Un altro aspetto da considera, è la lunghezza del cavo di alimentazione, che sia sufficiente a coprire la distanza tra l’affettatrice e la prima presa utile per il suo collegamento. Meglio ancora se il modello è dotato di avvolgicavo. Infine la manopola dedicata all’impostazione della lunghezza di taglio, è opportuna sia dotata di scanalature che ne migliorano la presa quando le mani diventano scivolose.

Quali sono le migliori affettatrici?

Dare una risposta valida per qualsiasi utilizzatore, è di fatto impossibile.
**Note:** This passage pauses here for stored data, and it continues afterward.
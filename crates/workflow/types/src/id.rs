//! Identifiers for workflow entities
//!
//! Every identifier is a string newtype. Generated ids are UUIDv4;
//! callers that migrate existing data can construct ids from any
//! non-empty string.

use serde::{Deserialize, Serialize};

macro_rules! string_id {
    ($(#[$doc:meta])* $name:ident) => {
        $(#[$doc])*
        #[derive(Clone, Debug, PartialEq, Eq, Hash, Serialize, Deserialize)]
        pub struct $name(pub String);

        impl $name {
            pub fn generate() -> Self {
                Self(uuid::Uuid::new_v4().to_string())
            }

            pub fn new(id: impl Into<String>) -> Self {
                Self(id.into())
            }

            /// First eight characters, for compact log output
            pub fn short(&self) -> String {
                self.0.chars().take(8).collect()
            }
        }

        impl std::fmt::Display for $name {
            fn fmt(&self, f: &mut std::fmt::Formatter<'_>) -> std::fmt::Result {
                write!(f, "{}", self.0)
            }
        }
    };
}

string_id!(
    /// Unique identifier for a workflow definition
    DefinitionId
);

string_id!(
    /// Unique identifier for a workflow state
    StateId
);

string_id!(
    /// Unique identifier for a transition rule
    RuleId
);

string_id!(
    /// Unique identifier for a workflow instance
    InstanceId
);

string_id!(
    /// Identifier of the content item governed by a workflow instance
    ContentId
);

#[cfg(test)]
mod tests {
    use super::*;

    #[test]
    fn test_generated_ids_are_unique() {
        let a = InstanceId::generate();
        let b = InstanceId::generate();
        assert_ne!(a, b);
        assert!(!a.0.is_empty());
    }

    #[test]
    fn test_short_form() {
        let id = DefinitionId::generate();
        assert!(id.short().chars().count() <= 8);

        let tiny = StateId::new("abc");
        assert_eq!(tiny.short(), "abc");
    }

    #[test]
    fn test_short_form_respects_char_boundaries() {
        // The eighth byte of this id sits inside a multibyte character
        let id = StateId::new("aaaaaaaé");
        assert_eq!(id.short(), "aaaaaaaé");

        let accents = ContentId::new("ééééééééé");
        assert_eq!(accents.short(), "éééééééé");
    }

    #[test]
    fn test_display_and_named() {
        let named = RuleId::new("draft-to-review");
        assert_eq!(format!("{}", named), "draft-to-review");
    }

    #[test]
    fn test_serde_is_transparent_string() {
        let id = ContentId::new("content-42");
        let json = serde_json::to_string(&id).unwrap();
        assert_eq!(json, "\"content-42\"");
        let back: ContentId = serde_json::from_str(&json).unwrap();
        assert_eq!(back, id);
    }
}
Se è pur vero che il prezzo inciderà notevolmente sulla qualità delle affettatrici, sicuramente più alta in quelle professionali, è altrettanto vero che il modello deve essere scelto sulla base delle proprie necessità e sulla tipologia di utilizzo che si andrà a fare della macchina. Sicuramente prendendo in considerazione di spendere qualcosa in più, si avrà accesso a livelli qualitativi superiori e una durata superiore delle componenti. Soprattutto in caso di macchine professionali e di antica fattura, la manutenzione è importantissima e in alcuni casi si potrebbe preferire l’acquisto di affettatrici restaurate rimesse a nuovo da professionisti del settore.